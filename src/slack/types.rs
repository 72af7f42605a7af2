use serde::{Deserialize, Serialize};

#[derive(Debug, Clone, PartialEq, Eq, Deserialize)]
pub struct Channel {
    pub id: String,
    pub name: String,
}

/// Parameters for listing channels
#[derive(Debug, Clone, PartialEq, Eq)]
pub struct ListChannels {
    pub exclude_archived: bool,
}

/// A chat message posted to one channel
#[derive(Debug, Clone, PartialEq, Eq, Serialize)]
pub struct PostMessage {
    pub channel: String,
    pub text: String,
}

/// A text file shared into one channel
#[derive(Debug, Clone, PartialEq, Eq)]
pub struct FileUpload {
    pub channel: String,
    pub content: String,
    pub filetype: String,
    pub filename: String,
    pub title: String,
}

/// Body of a `conversations.list` page
#[derive(Debug, Deserialize)]
pub(crate) struct ChannelPage {
    #[serde(default)]
    pub channels: Vec<Channel>,
    #[serde(default)]
    pub response_metadata: Option<ResponseMetadata>,
}

impl ChannelPage {
    /// Cursor for the next page, `None` on the last page
    pub fn next_cursor(&self) -> Option<&str> {
        self.response_metadata
            .as_ref()
            .map(|meta| meta.next_cursor.as_str())
            .filter(|cursor| !cursor.is_empty())
    }
}

#[derive(Debug, Deserialize)]
pub(crate) struct ResponseMetadata {
    #[serde(default)]
    pub next_cursor: String,
}

/// Body of `files.getUploadURLExternal`
#[derive(Debug, Deserialize)]
pub(crate) struct UploadTicket {
    pub upload_url: String,
    pub file_id: String,
}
···
## TASK GOAL
Retype all the data verbatim.

## WRITTEN RESPONSE
filename src/slack/types.rs
repository 72af7f42605a7af2
use serde::{Deserialize, Serialize};

#[derive(Debug, Clone, PartialEq, Eq, Deserialize)]
pub struct Channel {
    pub id: String,
    pub name: String,
}

/// Parameters for listing channels
#[derive(Debug, Clone, PartialEq, Eq)]
pub struct ListChannels {
    pub exclude_archived: bool,
}

/// A chat message posted to one channel
#[derive(Debug, Clone, PartialEq, Eq, Serialize)]
pub struct PostMessage {
    pub channel: String,
    pub text: String,
}

/// A text file shared into one channel
#[derive(Debug, Clone, PartialEq, Eq)]
pub struct FileUpload {
    pub channel: String,
    pub content: String,
    pub filetype: String,
    pub filename: String,
    pub title: String,
}

/// Body of a `conversations.list` page
#[derive(Debug, Deserialize)]
pub(crate) struct ChannelPage {
    #[serde(default)]
    pub channels: Vec<Channel>,
    #[serde(default)]
    pub response_metadata: Option<ResponseMetadata>,
}

impl ChannelPage {
    /// Cursor for the next page, `None` on the last page
    pub fn next_cursor(&self) -> Option<&str> {
        self.response_metadata
            .as_ref()
            .map(|meta| meta.next_cursor.as_str())
            .filter(|cursor| !cursor.is_empty())
    }
}

#[derive(Debug, Deserialize)]
pub(crate) struct ResponseMetadata {
    #[serde(default)]
    pub next_cursor: String,
}

/// Body of `files.getUploadURLExternal`
#[derive(Debug, Deserialize)]
pub(crate) struct UploadTicket {
    pub upload_url: String,
    pub file_id: String,
}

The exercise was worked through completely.